» About this task
Find the word "Orders" in the records and copy every line where it occurs.

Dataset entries
********************

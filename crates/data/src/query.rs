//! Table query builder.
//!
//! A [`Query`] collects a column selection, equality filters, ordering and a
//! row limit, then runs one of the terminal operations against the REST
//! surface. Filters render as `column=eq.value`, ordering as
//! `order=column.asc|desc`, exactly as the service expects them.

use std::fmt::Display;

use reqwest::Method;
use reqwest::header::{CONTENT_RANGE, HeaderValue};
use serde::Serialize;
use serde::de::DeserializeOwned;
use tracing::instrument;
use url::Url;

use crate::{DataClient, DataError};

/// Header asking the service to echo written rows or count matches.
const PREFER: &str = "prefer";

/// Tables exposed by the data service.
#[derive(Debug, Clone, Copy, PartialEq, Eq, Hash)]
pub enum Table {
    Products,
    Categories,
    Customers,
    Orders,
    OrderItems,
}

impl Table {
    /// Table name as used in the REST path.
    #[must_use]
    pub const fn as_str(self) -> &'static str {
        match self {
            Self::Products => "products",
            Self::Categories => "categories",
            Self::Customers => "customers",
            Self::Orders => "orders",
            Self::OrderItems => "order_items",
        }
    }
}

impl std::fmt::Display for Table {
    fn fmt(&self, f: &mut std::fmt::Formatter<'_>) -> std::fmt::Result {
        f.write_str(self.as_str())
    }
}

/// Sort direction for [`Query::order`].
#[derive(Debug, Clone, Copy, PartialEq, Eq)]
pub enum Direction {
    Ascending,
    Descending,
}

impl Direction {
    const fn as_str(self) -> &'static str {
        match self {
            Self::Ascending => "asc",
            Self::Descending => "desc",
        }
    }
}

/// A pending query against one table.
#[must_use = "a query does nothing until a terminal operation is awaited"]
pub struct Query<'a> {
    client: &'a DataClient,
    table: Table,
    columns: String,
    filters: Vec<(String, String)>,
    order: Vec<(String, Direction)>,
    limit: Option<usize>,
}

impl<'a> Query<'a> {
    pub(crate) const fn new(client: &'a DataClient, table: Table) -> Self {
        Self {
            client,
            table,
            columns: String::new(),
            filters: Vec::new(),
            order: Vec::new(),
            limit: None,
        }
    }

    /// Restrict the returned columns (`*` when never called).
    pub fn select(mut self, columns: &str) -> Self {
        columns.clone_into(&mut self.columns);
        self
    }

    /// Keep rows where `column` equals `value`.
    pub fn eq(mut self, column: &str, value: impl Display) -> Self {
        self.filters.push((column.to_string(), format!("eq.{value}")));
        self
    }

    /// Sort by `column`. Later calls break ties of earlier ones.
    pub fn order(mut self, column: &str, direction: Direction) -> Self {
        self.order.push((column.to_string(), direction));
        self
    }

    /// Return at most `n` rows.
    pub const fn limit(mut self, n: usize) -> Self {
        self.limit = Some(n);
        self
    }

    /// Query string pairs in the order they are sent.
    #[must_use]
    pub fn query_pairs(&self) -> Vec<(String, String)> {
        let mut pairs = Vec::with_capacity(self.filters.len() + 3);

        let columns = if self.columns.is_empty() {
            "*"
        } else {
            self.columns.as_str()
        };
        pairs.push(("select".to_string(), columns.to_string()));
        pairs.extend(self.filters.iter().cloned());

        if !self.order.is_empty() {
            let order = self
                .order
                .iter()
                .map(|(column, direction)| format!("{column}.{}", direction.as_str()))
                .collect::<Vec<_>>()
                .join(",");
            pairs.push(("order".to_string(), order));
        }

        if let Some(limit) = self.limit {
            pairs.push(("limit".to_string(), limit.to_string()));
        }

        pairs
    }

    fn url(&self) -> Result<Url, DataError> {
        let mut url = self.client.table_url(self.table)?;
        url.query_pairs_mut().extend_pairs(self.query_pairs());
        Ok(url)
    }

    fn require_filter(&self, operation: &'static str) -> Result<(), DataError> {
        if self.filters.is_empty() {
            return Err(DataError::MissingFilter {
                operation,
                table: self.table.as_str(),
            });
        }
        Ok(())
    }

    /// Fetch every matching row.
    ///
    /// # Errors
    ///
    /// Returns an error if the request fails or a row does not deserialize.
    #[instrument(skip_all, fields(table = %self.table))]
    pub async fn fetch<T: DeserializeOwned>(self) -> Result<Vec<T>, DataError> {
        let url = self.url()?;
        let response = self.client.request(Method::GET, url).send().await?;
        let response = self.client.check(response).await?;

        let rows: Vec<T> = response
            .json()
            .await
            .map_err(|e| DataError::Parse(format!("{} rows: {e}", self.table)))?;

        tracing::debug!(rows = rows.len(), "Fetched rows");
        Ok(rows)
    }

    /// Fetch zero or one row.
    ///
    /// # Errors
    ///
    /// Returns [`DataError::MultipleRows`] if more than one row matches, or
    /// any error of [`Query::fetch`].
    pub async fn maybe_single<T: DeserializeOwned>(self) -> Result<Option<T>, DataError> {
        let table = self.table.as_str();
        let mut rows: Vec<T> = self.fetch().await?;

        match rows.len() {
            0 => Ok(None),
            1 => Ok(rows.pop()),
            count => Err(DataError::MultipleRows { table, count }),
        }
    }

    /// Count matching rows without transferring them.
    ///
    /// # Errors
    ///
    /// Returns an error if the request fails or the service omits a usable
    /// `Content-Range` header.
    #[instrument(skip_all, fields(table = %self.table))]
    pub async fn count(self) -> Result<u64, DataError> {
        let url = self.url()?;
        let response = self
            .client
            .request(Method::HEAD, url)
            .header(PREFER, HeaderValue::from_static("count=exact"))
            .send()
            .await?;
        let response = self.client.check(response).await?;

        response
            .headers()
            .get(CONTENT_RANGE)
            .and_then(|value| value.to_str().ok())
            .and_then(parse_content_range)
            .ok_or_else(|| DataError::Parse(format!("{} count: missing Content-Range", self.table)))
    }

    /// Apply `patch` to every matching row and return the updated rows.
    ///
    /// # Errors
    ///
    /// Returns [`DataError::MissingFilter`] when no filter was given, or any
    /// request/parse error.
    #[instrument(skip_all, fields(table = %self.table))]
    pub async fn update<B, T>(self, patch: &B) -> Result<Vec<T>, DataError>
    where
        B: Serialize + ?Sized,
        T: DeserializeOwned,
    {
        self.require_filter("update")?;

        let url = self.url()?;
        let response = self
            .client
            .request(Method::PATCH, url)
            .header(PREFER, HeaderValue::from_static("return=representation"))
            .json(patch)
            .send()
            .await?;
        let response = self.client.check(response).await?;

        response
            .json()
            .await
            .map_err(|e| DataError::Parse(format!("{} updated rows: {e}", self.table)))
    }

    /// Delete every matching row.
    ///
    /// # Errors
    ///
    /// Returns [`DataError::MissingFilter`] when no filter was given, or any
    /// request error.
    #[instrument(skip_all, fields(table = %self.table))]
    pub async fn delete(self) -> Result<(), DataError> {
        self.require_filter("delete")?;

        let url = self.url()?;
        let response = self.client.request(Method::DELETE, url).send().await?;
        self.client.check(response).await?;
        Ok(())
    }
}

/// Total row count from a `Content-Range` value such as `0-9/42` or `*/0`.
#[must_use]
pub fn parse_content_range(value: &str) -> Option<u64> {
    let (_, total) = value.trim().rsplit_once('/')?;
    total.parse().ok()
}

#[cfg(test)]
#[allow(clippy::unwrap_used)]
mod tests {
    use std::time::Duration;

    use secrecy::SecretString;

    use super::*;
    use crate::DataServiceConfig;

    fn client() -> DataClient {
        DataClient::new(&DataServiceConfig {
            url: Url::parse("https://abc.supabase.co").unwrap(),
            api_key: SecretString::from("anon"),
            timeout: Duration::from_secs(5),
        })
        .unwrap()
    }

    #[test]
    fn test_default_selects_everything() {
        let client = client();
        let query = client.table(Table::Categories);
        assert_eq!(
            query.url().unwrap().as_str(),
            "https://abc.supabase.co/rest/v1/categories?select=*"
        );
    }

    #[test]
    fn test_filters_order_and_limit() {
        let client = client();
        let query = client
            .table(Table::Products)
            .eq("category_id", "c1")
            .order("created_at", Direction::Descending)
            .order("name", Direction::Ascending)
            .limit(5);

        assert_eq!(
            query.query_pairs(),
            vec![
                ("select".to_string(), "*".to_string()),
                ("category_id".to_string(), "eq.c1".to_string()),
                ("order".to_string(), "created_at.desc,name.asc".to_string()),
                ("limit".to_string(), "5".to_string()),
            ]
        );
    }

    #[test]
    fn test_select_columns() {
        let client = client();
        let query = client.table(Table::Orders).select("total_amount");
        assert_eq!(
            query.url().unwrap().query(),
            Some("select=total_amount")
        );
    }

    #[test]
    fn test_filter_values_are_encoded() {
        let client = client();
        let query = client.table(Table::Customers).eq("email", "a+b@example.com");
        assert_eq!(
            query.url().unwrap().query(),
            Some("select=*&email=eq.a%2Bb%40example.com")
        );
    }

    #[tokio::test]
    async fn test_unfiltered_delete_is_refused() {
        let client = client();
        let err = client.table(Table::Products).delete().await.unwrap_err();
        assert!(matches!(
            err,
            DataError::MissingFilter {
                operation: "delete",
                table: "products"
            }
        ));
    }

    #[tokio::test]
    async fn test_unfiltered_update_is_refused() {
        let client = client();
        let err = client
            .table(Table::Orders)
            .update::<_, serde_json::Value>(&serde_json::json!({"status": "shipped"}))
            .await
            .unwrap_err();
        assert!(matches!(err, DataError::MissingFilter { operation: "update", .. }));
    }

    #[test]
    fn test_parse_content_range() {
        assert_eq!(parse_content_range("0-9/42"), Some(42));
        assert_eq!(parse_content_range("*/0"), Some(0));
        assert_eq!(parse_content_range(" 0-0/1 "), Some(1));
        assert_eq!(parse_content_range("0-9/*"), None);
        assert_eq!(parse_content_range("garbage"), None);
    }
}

********************

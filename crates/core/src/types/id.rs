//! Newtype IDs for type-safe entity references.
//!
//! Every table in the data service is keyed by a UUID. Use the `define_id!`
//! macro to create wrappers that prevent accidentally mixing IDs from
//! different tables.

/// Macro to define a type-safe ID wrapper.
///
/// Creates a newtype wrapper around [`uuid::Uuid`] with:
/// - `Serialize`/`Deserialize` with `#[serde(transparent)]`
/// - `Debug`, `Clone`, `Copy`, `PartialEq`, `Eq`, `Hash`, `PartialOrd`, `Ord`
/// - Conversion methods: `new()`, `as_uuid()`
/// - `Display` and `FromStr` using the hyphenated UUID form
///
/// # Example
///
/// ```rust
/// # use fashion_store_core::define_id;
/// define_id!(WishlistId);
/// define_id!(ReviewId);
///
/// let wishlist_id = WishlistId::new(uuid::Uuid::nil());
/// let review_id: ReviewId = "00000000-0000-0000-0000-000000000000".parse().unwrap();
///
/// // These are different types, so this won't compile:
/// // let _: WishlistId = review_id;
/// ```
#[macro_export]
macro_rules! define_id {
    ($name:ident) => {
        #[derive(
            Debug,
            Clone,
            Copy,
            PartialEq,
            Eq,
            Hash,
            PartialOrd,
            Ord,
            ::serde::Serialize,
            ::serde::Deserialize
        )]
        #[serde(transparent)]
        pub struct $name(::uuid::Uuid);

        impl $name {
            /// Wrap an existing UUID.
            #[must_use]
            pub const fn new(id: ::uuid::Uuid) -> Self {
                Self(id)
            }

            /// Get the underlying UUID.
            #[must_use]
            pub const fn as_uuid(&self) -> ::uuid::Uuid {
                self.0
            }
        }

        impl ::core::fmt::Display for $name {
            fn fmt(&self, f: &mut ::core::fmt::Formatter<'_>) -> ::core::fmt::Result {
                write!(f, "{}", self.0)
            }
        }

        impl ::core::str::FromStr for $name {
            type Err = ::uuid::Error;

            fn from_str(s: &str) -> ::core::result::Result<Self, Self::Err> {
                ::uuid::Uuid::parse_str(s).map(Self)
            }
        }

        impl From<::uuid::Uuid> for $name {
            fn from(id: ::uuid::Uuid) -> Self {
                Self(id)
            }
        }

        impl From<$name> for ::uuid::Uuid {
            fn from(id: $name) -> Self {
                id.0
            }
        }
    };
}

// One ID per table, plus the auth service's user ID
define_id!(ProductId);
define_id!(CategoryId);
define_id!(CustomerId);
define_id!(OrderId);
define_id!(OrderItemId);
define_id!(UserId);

********************

» Answer area
    Orders,
            Self::Orders => "orders",
        let query = client.table(Table::Orders).select("total_amount");
            .table(Table::Orders)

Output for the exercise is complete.